燃ゆる気、産業発展の礎 料金上がらず再注目 天然ガスの町・茂原 【ふさの国探宝】

関東天然瓦斯開発のガス井戸。深さ約720~1400メートルの地層から天然ガスを含む地下水を採取している=茂原市に隣接する長生村
関東天然瓦斯開発のガス井戸。深さ約720~1400メートルの地層から天然ガスを含む地下水を採取している=茂原市に隣接する長生村
ガス井戸の掘削に使った上総掘りの道具を説明する千葉彌幸さん=茂原市上永吉
ガス井戸の掘削に使った上総掘りの道具を説明する千葉彌幸さん=茂原市上永吉
昌平町のガス利用組合が作った貯蔵施設跡。近くには当時の経緯を刻んだ石碑もある=茂原市茂原の稲荷神社
昌平町のガス利用組合が作った貯蔵施設跡。近くには当時の経緯を刻んだ石碑もある=茂原市茂原の稲荷神社

 外房の中核都市・茂原の歴史を語る上で欠かせないのが、地中に眠る天然ガスの存在だ。
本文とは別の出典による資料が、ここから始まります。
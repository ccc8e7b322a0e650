mod client;

pub use client::{create, Client, ClientImpl, Error, MockClient, Result};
明治時代には住民が利用組合を組織して産業発展の火をともし、有用性に着目してさまざまな企業が進出した。資源の輸入価格が高騰する中でも料金が変動しない「千産千消」のエネルギーとして、改めて注目されている。

 千葉県の天然ガスは南関東ガス田と呼ばれる埋蔵地から産出され、地下水に溶けた状態で眠っている。外房地域では比較的浅い地層から採取でき、大多喜町や茂原市では明治時代から利用されてきた。